(Collected data)
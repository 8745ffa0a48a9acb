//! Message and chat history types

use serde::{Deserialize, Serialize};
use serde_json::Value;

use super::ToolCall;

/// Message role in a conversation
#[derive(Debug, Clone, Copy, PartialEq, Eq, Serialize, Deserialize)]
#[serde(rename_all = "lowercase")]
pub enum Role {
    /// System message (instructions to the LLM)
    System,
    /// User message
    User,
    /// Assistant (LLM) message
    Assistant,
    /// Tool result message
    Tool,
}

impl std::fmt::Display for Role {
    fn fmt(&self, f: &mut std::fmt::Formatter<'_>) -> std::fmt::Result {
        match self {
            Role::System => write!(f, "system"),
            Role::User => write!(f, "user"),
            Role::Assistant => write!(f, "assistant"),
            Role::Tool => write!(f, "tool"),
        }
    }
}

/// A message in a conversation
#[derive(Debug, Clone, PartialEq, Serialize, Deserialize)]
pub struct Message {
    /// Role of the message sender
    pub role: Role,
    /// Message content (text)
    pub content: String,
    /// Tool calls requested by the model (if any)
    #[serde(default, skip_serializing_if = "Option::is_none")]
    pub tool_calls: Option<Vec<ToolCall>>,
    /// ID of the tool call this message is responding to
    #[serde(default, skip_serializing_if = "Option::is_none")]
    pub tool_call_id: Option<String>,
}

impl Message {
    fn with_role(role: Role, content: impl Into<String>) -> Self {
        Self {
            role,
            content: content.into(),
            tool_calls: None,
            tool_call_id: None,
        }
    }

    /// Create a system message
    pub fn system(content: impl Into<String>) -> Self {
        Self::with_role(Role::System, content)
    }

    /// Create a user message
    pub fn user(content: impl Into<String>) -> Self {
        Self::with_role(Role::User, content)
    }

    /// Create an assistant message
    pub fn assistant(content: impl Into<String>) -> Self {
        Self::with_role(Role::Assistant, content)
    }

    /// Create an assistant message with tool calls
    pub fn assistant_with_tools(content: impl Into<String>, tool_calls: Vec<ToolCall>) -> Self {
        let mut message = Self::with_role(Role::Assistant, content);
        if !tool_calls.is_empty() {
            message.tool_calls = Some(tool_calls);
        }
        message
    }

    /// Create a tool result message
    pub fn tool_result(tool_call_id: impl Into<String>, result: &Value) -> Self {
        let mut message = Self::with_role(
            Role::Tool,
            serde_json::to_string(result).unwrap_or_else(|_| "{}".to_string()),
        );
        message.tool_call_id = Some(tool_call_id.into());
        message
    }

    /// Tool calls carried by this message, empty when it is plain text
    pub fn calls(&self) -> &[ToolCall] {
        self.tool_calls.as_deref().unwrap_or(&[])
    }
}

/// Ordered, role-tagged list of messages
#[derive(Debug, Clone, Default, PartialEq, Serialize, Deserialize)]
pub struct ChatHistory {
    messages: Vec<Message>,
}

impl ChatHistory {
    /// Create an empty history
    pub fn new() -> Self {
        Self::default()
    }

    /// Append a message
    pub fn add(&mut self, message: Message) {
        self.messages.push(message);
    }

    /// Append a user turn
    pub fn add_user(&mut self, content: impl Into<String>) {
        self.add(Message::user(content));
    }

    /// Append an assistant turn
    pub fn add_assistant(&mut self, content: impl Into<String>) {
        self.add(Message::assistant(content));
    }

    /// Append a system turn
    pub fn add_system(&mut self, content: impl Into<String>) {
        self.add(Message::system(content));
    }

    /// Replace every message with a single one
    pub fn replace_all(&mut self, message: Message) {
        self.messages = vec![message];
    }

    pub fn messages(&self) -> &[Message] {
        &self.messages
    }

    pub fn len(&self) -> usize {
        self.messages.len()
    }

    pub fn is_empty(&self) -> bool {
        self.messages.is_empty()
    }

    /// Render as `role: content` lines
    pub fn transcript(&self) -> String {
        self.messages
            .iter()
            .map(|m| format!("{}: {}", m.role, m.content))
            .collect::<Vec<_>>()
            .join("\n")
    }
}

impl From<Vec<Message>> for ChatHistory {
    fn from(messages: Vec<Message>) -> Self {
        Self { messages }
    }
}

Required work:
Reproduce the entries above exactly, starting at their first line and finishing with the line that contains "pub enum Role".

Solution to the problem:
repository 8745ffa0a48a9acb
//! Message and chat history types

use serde::{Deserialize, Serialize};
use serde_json::Value;

use super::ToolCall;

/// Message role in a conversation
#[derive(Debug, Clone, Copy, PartialEq, Eq, Serialize, Deserialize)]
#[serde(rename_all = "lowercase")]
pub enum Role {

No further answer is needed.